= DIRECTIONS =
Can you restate the lines of the entries below, word for word, from the first one through the line that includes "thumbnail belongs to."?
───── RECORDS FOR THIS EXERCISE ─────
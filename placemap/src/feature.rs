//! Typed model of the GeoJSON features displayed on the map.

use geojson::GeoJson;
use placemap_types::geo::GeoPoint2d;

use crate::error::Error;

/// Display properties of a single feature.
///
/// `thumbnail_filename` and `commons_link` are optional and normally co-occur:
/// a feature either has an image hosted on Wikimedia Commons or no image at
/// all. The model does not enforce the co-occurrence.
#[derive(Debug, Clone, PartialEq)]
pub struct FeatureProperties {
    /// Display name of the place.
    pub name: String,
    /// Position of the place.
    pub coordinates: GeoPoint2d,
    /// File name of the thumbnail image, relative to the static output folder.
    pub thumbnail_filename: Option<String>,
    /// URL of the Wikimedia Commons page the thumbnail belongs to.
    pub commons_link: Option<String>,
}

/// One place to be shown on the map.
#[derive(Debug, Clone, PartialEq)]
pub struct Feature {
    /// Stable identifier of the feature (a MusicBrainz id in the original
    /// dataset).
    pub key: String,
    /// Display properties of the feature.
    pub properties: FeatureProperties,
}

/// Read-only set of features, parsed from a GeoJSON document once and kept in
/// memory for the lifetime of the map.
#[derive(Debug, Clone, Default, PartialEq)]
pub struct FeatureCollection(Vec<Feature>);

impl FeatureCollection {
    /// Parses a collection from a GeoJSON string.
    ///
    /// Features that cannot be displayed (no identifier or no usable
    /// coordinates) are skipped with a warning instead of failing the whole
    /// collection. A document that is not a GeoJSON `FeatureCollection` is an
    /// error.
    pub fn from_geojson_str(json: &str) -> Result<Self, Error> {
        Self::from_geojson(json.parse::<GeoJson>()?)
    }

    /// Converts a parsed GeoJSON document into a collection.
    pub fn from_geojson(geojson: GeoJson) -> Result<Self, Error> {
        let GeoJson::FeatureCollection(collection) = geojson else {
            return Err(Error::Decoding(
                "expected a GeoJSON FeatureCollection".to_string(),
            ));
        };

        let features = collection
            .features
            .into_iter()
            .filter_map(convert_feature)
            .collect();

        Ok(Self(features))
    }

    /// Number of features in the collection.
    pub fn len(&self) -> usize {
        self.0.len()
    }

    /// Returns true if the collection contains no features.
    pub fn is_empty(&self) -> bool {
        self.0.is_empty()
    }

    /// Iterates over the features.
    pub fn iter(&self) -> impl Iterator<Item = &Feature> {
        self.0.iter()
    }

    /// Returns the feature with the given key, if present.
    pub fn get(&self, key: &str) -> Option<&Feature> {
        self.0.iter().find(|f| f.key == key)
    }
}

impl<'a> IntoIterator for &'a FeatureCollection {
    type Item = &'a Feature;
    type IntoIter = std::slice::Iter<'a, Feature>;

    fn into_iter(self) -> Self::IntoIter {
        self.0.iter()
    }
}

fn convert_feature(feature: geojson::Feature) -> Option<Feature> {
    let Some(key) = feature_key(&feature) else {
        log::warn!("Skipping a feature without a key");
        return None;
    };

    let properties = feature.properties.unwrap_or_default();

    let Some(coordinates) = coordinates(&properties, feature.geometry.as_ref()) else {
        log::warn!("Skipping feature {key}: no usable coordinates");
        return None;
    };

    let name = properties
        .get("name")
        .and_then(|v| v.as_str())
        .unwrap_or_default()
        .to_string();

    Some(Feature {
        key,
        properties: FeatureProperties {
            name,
            coordinates,
            thumbnail_filename: string_property(&properties, "thumbnail_filename"),
            commons_link: string_property(&properties, "commons_link"),
        },
    })
}

/// The data generator writes the identifier into a top-level `key` member;
/// the standard GeoJSON `id` member is accepted as a fallback.
fn feature_key(feature: &geojson::Feature) -> Option<String> {
    if let Some(key) = feature
        .foreign_members
        .as_ref()
        .and_then(|members| members.get("key"))
        .and_then(|v| v.as_str())
    {
        return Some(key.to_string());
    }

    match &feature.id {
        Some(geojson::feature::Id::String(id)) => Some(id.clone()),
        Some(geojson::feature::Id::Number(id)) => Some(id.to_string()),
        None => None,
    }
}

/// The `coordinates` property is a `[lat, lon]` pair. The point geometry of
/// the feature (GeoJSON order, `[lon, lat]`) is used when the property is
/// missing.
fn coordinates(
    properties: &geojson::JsonObject,
    geometry: Option<&geojson::Geometry>,
) -> Option<GeoPoint2d> {
    if let Some(value) = properties.get("coordinates") {
        let pair = value.as_array()?;
        let lat = pair.first()?.as_f64()?;
        let lon = pair.get(1)?.as_f64()?;
        return Some(GeoPoint2d::latlon(lat, lon));
    }

    match geometry.map(|geometry| &geometry.value) {
        Some(geojson::Value::Point(point)) => {
            let lon = *point.first()?;
            let lat = *point.get(1)?;
            Some(GeoPoint2d::latlon(lat, lon))
        }
        _ => None,
    }
}

fn string_property(properties: &geojson::JsonObject, name: &str) -> Option<String> {
    properties
        .get(name)
        .and_then(|v| v.as_str())
        .map(|v| v.to_string())
}

#[cfg(test)]
mod tests {
    use assert_matches::assert_matches;
    use placemap_types::latlon;

    use super::*;

    const COLLECTION: &str = r#"{
        "type": "FeatureCollection",
        "features": [
            {
                "type": "Feature",
                "key": "8d610e51-64b4-4654-b8df-064b0fb7a9d9",
                "geometry": { "type": "Point", "coordinates": [10.919444, 50.683889] },
                "properties": {
                    "name": "Drei Gleichen",
                    "coordinates": [50.683889, 10.919444],
                    "thumbnail_filename": "drei_gleichen.jpg",
                    "commons_link": "https://commons.wikimedia.org/wiki/Category:Drei_Gleichen"
                }
            },
            {
                "type": "Feature",
                "key": "no-thumbnail",
                "geometry": { "type": "Point", "coordinates": [2.0, 1.0] },
                "properties": { "name": "X", "coordinates": [1.0, 2.0] }
            }
        ]
    }"#;

    #[test]
    fn parses_feature_collection() {
        let collection = FeatureCollection::from_geojson_str(COLLECTION).unwrap();
        assert_eq!(collection.len(), 2);

        let feature = collection.get("8d610e51-64b4-4654-b8df-064b0fb7a9d9").unwrap();
        assert_eq!(feature.properties.name, "Drei Gleichen");
        assert_eq!(feature.properties.coordinates, latlon!(50.683889, 10.919444));
        assert_eq!(
            feature.properties.thumbnail_filename.as_deref(),
            Some("drei_gleichen.jpg")
        );

        let feature = collection.get("no-thumbnail").unwrap();
        assert_eq!(feature.properties.thumbnail_filename, None);
        assert_eq!(feature.properties.commons_link, None);
    }

    #[test]
    fn coordinates_property_takes_precedence_over_geometry() {
        let collection = FeatureCollection::from_geojson_str(COLLECTION).unwrap();
        let feature = collection.get("no-thumbnail").unwrap();

        // The property is [lat, lon] while the geometry is [lon, lat]. Both
        // describe the same point here, so precedence only shows if the
        // property value was used as is.
        assert_eq!(feature.properties.coordinates, latlon!(1.0, 2.0));
    }

    #[test]
    fn geometry_is_used_when_coordinates_property_is_missing() {
        let json = r#"{
            "type": "FeatureCollection",
            "features": [{
                "type": "Feature",
                "key": "a",
                "geometry": { "type": "Point", "coordinates": [30.5, 50.45] },
                "properties": { "name": "Kyiv" }
            }]
        }"#;

        let collection = FeatureCollection::from_geojson_str(json).unwrap();
        let feature = collection.get("a").unwrap();
        assert_eq!(feature.properties.coordinates, latlon!(50.45, 30.5));
    }

    #[test]
    fn features_without_coordinates_are_skipped() {
        let json = r#"{
            "type": "FeatureCollection",
            "features": [
                {
                    "type": "Feature",
                    "key": "no-coordinates",
                    "geometry": null,
                    "properties": { "name": "Nowhere" }
                },
                {
                    "type": "Feature",
                    "key": "b",
                    "geometry": null,
                    "properties": { "name": "Somewhere", "coordinates": [1.0, 2.0] }
                }
            ]
        }"#;

        let collection = FeatureCollection::from_geojson_str(json).unwrap();
        assert_eq!(collection.len(), 1);
        assert!(collection.get("no-coordinates").is_none());
        assert!(collection.get("b").is_some());
    }

    #[test]
    fn features_without_key_are_skipped() {
        let json = r#"{
            "type": "FeatureCollection",
            "features": [{
                "type": "Feature",
                "geometry": null,
                "properties": { "name": "Anonymous", "coordinates": [1.0, 2.0] }
            }]
        }"#;

        let collection = FeatureCollection::from_geojson_str(json).unwrap();
        assert!(collection.is_empty());
    }

    #[test]
    fn standard_id_member_is_accepted_as_key() {
        let json = r#"{
            "type": "FeatureCollection",
            "features": [{
                "type": "Feature",
                "id": 7,
                "geometry": null,
                "properties": { "name": "Numbered", "coordinates": [1.0, 2.0] }
            }]
        }"#;

        let collection = FeatureCollection::from_geojson_str(json).unwrap();
        assert!(collection.get("7").is_some());
    }

    #[test]
    fn non_collection_document_is_an_error() {
        let json = r#"{ "type": "Point", "coordinates": [1.0, 2.0] }"#;
        assert_matches!(
            FeatureCollection::from_geojson_str(json),
            Err(Error::Decoding(_))
        );
    }

    #[test]
    fn invalid_json_is_an_error() {
        assert_matches!(
            FeatureCollection::from_geojson_str("not json"),
            Err(Error::Decoding(_))
        );
    }
}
─────
= OUTPUT OF THE EXERCISE =
filename placemap/src/feature.rs
//! Typed model of the GeoJSON features displayed on the map.

use geojson::GeoJson;
use placemap_types::geo::GeoPoint2d;

use crate::error::Error;

/// Display properties of a single feature.
///
/// `thumbnail_filename` and `commons_link` are optional and normally co-occur:
/// a feature either has an image hosted on Wikimedia Commons or no image at
/// all. The model does not enforce the co-occurrence.
#[derive(Debug, Clone, PartialEq)]
pub struct FeatureProperties {
    /// Display name of the place.
    pub name: String,
    /// Position of the place.
    pub coordinates: GeoPoint2d,
    /// File name of the thumbnail image, relative to the static output folder.
    pub thumbnail_filename: Option<String>,
    /// URL of the Wikimedia Commons page the thumbnail belongs to.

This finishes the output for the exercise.